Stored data
====================
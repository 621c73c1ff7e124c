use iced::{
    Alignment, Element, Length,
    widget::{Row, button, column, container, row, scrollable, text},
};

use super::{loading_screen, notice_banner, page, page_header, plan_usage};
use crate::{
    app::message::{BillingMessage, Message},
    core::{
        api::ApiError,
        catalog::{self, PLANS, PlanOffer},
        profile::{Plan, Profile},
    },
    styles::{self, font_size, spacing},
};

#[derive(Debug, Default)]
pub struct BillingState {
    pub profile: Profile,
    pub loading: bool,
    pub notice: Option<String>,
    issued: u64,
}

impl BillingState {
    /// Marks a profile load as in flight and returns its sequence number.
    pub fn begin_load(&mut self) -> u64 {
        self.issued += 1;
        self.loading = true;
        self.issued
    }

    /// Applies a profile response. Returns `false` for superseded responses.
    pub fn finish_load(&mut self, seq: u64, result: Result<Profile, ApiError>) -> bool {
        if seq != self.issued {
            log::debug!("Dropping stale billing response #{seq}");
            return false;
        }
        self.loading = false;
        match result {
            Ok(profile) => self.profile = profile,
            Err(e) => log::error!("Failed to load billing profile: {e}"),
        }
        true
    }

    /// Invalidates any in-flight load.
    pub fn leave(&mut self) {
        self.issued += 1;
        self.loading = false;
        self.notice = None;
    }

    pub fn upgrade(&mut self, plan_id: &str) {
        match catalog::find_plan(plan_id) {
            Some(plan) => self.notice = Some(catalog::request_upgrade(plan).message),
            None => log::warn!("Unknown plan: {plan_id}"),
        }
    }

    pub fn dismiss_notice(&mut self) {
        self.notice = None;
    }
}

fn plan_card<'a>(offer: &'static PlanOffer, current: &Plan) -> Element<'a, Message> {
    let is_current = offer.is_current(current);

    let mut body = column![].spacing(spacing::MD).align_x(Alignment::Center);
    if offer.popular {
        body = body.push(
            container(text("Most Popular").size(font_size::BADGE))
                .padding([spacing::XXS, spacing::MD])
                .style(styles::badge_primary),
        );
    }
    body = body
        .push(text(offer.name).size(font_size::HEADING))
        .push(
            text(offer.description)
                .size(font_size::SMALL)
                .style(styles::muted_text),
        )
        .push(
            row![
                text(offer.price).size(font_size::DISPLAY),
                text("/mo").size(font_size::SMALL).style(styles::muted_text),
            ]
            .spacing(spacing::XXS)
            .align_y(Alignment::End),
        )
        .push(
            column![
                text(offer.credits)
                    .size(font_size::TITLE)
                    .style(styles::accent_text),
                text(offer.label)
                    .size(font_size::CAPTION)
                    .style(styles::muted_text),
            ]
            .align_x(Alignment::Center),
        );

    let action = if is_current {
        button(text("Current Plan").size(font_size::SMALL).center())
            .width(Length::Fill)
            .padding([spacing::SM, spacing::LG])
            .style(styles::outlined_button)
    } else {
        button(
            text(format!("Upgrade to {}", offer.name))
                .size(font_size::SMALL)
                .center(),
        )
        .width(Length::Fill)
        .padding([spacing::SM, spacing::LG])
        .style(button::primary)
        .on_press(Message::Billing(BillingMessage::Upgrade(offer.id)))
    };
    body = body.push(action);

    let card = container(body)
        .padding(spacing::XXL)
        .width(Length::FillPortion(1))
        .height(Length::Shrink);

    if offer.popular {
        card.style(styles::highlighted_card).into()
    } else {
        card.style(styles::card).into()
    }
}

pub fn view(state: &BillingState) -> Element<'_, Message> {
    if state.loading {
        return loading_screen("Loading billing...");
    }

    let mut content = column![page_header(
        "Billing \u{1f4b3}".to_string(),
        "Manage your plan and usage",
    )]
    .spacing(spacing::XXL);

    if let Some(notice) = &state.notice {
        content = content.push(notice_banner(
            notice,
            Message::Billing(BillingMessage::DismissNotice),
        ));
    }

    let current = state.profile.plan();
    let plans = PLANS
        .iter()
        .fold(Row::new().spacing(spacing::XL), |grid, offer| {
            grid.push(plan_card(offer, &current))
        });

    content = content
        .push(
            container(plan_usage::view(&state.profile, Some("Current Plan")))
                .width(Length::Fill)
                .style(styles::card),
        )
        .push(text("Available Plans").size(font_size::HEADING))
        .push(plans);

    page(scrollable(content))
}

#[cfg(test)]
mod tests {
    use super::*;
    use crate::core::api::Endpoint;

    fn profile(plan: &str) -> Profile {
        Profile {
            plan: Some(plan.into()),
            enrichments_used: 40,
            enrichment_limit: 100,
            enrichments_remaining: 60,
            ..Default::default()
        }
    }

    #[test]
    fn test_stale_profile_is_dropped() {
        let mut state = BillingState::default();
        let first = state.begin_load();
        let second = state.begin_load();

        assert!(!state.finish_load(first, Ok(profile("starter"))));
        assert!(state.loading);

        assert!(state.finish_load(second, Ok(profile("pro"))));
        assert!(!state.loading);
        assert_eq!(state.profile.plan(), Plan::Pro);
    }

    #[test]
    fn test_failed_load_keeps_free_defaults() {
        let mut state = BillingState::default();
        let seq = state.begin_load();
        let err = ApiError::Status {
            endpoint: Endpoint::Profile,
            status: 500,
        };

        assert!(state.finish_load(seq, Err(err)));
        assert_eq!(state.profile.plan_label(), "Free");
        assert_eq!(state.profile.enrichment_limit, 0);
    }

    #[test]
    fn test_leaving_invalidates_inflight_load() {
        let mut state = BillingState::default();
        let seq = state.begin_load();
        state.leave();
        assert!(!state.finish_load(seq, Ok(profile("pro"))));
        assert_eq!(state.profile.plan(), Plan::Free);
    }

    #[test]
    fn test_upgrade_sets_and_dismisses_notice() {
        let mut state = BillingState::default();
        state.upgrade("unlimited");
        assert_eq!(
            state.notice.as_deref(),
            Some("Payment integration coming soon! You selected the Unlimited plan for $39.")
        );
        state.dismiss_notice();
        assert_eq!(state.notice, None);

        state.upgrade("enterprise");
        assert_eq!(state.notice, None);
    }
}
====================
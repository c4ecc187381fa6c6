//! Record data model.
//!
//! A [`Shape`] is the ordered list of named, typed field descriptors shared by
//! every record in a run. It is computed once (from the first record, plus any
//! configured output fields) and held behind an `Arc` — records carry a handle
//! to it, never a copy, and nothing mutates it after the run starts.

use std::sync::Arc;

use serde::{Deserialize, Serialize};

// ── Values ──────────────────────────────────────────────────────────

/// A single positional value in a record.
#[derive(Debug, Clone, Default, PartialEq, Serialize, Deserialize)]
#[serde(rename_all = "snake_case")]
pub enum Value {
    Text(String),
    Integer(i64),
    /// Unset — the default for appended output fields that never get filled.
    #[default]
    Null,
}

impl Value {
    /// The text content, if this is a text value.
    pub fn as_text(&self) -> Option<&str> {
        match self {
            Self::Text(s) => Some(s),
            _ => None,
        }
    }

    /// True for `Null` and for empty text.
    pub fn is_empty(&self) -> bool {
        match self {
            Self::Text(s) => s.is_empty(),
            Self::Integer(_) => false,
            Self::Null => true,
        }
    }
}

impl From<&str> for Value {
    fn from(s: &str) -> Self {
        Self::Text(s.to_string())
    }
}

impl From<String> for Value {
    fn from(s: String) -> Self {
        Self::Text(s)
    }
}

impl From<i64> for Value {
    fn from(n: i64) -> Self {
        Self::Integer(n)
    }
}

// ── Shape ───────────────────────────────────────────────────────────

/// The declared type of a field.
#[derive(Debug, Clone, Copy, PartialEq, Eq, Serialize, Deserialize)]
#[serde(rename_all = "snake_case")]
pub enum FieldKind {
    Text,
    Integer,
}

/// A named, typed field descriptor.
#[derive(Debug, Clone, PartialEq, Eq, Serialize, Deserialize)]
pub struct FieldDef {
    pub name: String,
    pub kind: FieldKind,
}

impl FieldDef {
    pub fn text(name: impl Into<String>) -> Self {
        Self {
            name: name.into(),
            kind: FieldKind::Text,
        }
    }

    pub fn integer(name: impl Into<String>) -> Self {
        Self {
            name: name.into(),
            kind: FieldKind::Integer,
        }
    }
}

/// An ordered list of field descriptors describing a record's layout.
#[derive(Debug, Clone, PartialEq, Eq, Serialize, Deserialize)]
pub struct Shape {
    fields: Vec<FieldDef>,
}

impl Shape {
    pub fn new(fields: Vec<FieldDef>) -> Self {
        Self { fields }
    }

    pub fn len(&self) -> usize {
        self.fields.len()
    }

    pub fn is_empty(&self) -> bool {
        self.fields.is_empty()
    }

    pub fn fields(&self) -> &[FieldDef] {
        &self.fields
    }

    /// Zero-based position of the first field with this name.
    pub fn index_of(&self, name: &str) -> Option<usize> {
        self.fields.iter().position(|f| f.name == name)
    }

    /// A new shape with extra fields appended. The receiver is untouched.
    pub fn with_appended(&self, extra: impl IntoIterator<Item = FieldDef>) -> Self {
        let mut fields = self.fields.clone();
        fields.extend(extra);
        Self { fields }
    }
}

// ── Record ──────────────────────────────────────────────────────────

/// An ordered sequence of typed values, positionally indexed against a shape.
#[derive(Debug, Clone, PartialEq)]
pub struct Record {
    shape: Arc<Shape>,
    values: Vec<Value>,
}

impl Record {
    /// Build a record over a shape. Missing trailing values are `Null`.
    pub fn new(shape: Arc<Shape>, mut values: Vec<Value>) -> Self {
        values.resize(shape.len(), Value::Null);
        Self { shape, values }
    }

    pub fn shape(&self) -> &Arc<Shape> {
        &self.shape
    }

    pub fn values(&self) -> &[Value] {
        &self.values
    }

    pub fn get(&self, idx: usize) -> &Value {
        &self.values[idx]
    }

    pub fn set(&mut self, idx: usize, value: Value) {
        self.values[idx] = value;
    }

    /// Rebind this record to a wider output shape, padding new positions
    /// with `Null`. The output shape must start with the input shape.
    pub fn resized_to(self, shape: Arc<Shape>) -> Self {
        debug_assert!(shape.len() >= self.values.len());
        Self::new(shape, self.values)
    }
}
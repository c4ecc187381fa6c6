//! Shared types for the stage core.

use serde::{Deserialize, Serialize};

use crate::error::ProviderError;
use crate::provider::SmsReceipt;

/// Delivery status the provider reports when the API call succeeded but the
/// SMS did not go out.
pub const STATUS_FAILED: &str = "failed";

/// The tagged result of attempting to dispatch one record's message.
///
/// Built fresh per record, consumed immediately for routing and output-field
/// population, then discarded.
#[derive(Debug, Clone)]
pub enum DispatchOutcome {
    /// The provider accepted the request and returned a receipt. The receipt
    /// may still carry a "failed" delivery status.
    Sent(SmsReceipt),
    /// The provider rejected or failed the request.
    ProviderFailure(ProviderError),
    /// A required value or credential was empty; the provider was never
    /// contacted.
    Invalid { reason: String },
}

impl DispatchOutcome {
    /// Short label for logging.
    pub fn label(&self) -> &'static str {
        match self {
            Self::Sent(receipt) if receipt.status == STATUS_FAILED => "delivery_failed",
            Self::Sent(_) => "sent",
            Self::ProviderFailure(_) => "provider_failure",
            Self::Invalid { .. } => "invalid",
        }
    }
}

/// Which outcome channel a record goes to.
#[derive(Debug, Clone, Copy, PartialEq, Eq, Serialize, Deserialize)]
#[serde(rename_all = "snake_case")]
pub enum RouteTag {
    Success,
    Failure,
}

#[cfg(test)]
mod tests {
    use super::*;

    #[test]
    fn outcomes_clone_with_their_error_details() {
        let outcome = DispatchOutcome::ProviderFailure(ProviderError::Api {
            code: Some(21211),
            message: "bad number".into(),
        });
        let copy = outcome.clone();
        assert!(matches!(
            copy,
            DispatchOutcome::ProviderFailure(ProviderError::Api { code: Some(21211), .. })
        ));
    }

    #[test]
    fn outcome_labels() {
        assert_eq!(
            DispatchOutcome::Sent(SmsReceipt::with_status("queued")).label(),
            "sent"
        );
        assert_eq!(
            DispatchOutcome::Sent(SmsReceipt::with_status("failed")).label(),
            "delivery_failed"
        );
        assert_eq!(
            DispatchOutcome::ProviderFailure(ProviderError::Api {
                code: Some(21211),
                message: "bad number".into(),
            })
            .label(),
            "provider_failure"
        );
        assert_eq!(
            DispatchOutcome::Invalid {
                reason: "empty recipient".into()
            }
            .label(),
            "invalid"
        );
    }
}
====================
Exercise objective:
Tally the lines in the data that contain the string "Element". Report only the total.

Solution for this task:
3